Sin embargo, la administración local a menudo ve este cambio en los barrios como algo beneficioso: “Ahora está sucediendo en los distritos próximos al casco histórico”, explican los autores del ensayo sobre foodificación, “los urbanistas y el alcalde deciden que determinado distrito necesita desarrollo. Necesita volverse elegante, nuevo y atractivo para los turistas y la clase media local”. El barrio empieza a ponerse de moda. “Los comercios empiezan a alojar pequeñas exposiciones de arte, los medios comienzan a hablar de estos lugares como sitios ‘llenos de vida’ (ignorando lo difícil que era vivir allí hace unos años) y, de pronto, te encuentras rodeado de coctelerías, de bares de cerveza artesanal y de restaurantes modernos”. El proceso es gradual y, al principio, no parece tan malo: “Hasta que tu ferretería se ha convertido en un restaurante estilo industrial y no hay una tienda donde puedas comprar tornillos”. Debido a la elegancia y la belleza del distrito, el precio del alquiler aumenta y los viejos residentes se tienen que ir a vivir a barrios más populares.
En este ciclo sin fin, el turista no es el único culpable: “Si voy al barrio más cool de la ciudad y como en el restaurante de moda, escogiendo un plato especial, sostenible y exótico, lo que estoy haciendo es mostrarle a todo el mundo que tengo cierto nivel cultural y económico: soy parte de la clase media, estoy por encima de todo y te lo muestro a través de las fotos en las redes sociales”, explican los autores del ensayo sobre foodification en Turín. Ya en el año 1998, la socióloga estadounidense Sharon Zukin llamó a este proceso gentrificador “domesticación por un capuchino”. Se refería al momento en el que las clases creativas y burguesas transformaban un barrio humilde tras su llegada y aquello se hacía perceptible a través de las nuevas cafeterías cool que se empezaban a abrir. En la era de las redes sociales, es mucho más fácil mostrar que un barrio es moderno, guay y, por ende, seguro para personas con un nivel socioeconómico similar, a través de una foto subida a Instagram.

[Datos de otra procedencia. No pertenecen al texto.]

#[cfg(test)]
mod wiring_tests {
    use std::collections::HashMap;

    use fabricgen::topology::{Blueprint, BlueprintGenerator, Graph, TopologyKind};
    use fabricgen::wire::{NamespaceHandle, NetworkWirer, Operation, SimulatedBackend, WireError};

    fn ring(n: u32) -> Blueprint {
        let mut graph = Graph::with_nodes(n);
        for u in 1..=n {
            graph.add_edge(u, u % n + 1).unwrap();
        }
        BlueprintGenerator::default().address_graph(&graph).unwrap()
    }

    fn namespaces(bp: &Blueprint) -> HashMap<u32, NamespaceHandle> {
        bp.routers
            .iter()
            .map(|r| (r.idx, NamespaceHandle::new(format!("{}", 1000 + r.idx))))
            .collect()
    }

    fn assert_fully_wired(bp: &Blueprint, sim: &SimulatedBackend, map: &HashMap<u32, NamespaceHandle>) {
        for router in &bp.routers {
            let ns = &map[&router.idx];
            let table = sim.neighbors(ns);
            assert_eq!(table.len(), router.neighbors.len(), "router {}", router.idx);

            for neigh in &router.neighbors {
                let local = sim.interface(ns, &neigh.ifname).unwrap();
                assert!(local.up);
                assert_eq!(local.addrs, vec![neigh.self_cidr()]);

                let peer = sim.interface(&map[&neigh.peeridx], &neigh.peerifname).unwrap();
                let entry = table.iter().find(|e| e.ip == neigh.neighbor_ip).unwrap();
                assert_eq!(entry.lladdr, peer.lladdr);
                assert_eq!(entry.ifname, neigh.ifname);
            }
        }
        assert!(sim.host_interface_names().is_empty());
    }

    #[test]
    fn test_ring_static_neighbors_match_peer_macs() {
        let bp = ring(4);
        let map = namespaces(&bp);
        let sim = SimulatedBackend::with_namespaces(map.values());

        let report = NetworkWirer::new(&sim, &map).wire(&bp);
        assert!(report.is_success(), "{}", report.summary());
        assert_eq!(report.links.len(), 4);
        assert_eq!(report.neighbors.len(), 8);
        assert_eq!(report.summary(), "links 4/4 ok, static neighbors 8/8 ok");
        assert_fully_wired(&bp, &sim, &map);
    }

    #[test]
    fn test_fattree_wiring() {
        let bp = BlueprintGenerator::default()
            .generate(&TopologyKind::FatTree { k: 4 })
            .unwrap();
        let map = namespaces(&bp);
        let sim = SimulatedBackend::with_namespaces(map.values());

        let report = NetworkWirer::new(&sim, &map).wire(&bp);
        assert!(report.is_success(), "{}", report.summary());
        assert_eq!(report.links.len(), bp.link_count());
        assert_fully_wired(&bp, &sim, &map);
    }

    #[test]
    fn test_phases_can_be_sequenced_by_caller() {
        let bp = ring(5);
        let map = namespaces(&bp);
        let sim = SimulatedBackend::with_namespaces(map.values());
        let wirer = NetworkWirer::new(&sim, &map);

        // Without links there is no peer interface to read a MAC from.
        let early = wirer.install_static_neighbors(&bp);
        assert!(early
            .iter()
            .all(|r| matches!(r.outcome, Err(WireError::NoSuchInterface { .. }))));

        assert!(wirer.create_links(&bp).iter().all(|r| r.is_ok()));
        assert!(wirer.install_static_neighbors(&bp).iter().all(|r| r.is_ok()));
        assert_fully_wired(&bp, &sim, &map);
    }

    #[test]
    fn test_failures_are_isolated() {
        let bp = ring(4);
        let map = namespaces(&bp);
        // Router 2's namespace is known to the wirer but absent on the host.
        let sim = SimulatedBackend::with_namespaces(map.iter().filter(|&(&i, _)| i != 2).map(|(_, h)| h));

        let report = NetworkWirer::new(&sim, &map).wire(&bp);
        assert!(!report.is_success());

        let mut failed: Vec<Operation> = report.links.iter().filter(|r| !r.is_ok()).map(|r| r.operation).collect();
        failed.sort_by_key(|op| match op {
            Operation::Link { x, y } => (*x, *y),
            Operation::StaticNeighbor { router, peer } => (*router, *peer),
        });
        assert_eq!(
            failed,
            vec![Operation::Link { x: 1, y: 2 }, Operation::Link { x: 2, y: 3 }]
        );
        // The 3 -- 4 and 1 -- 4 links are unaffected.
        let ns4 = &map[&4];
        assert!(sim.interface(ns4, "eth4to1").is_some());
        assert!(sim.interface(ns4, "eth4to3").is_some());
    }
}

“Es importante observar el fenómeno de una manera crítica, pero no de una manera ideológica porque, al final, todos nosotros participamos del mismo fenómeno y actuamos de la misma manera”, explica Mirella Loda, quien reconoce que ella es la primera en enfadarse cuando ve un nuevo restaurante, u osteria, con chuletones en el escaparate en su ciudad. “Al final, el enfado nunca trae soluciones prácticas ni concretas”. Una de estas soluciones pasa por incrementar las actividades sociales y culturales en los centros históricos y sus alrededores, para conseguir que la ciudad no está completamente en manos de la economía turística y, como apuntan Tex Tessarin y Marco Perucca, “que estas actividades no estén siempre relacionadas con el consumo”. Si algo no cambia, son pesimistas: “Ya lo dijo Margaret Thatcher... no hay alternativa si insistimos en seguir viviendo en ciudades dentro de un modelo neoliberal”.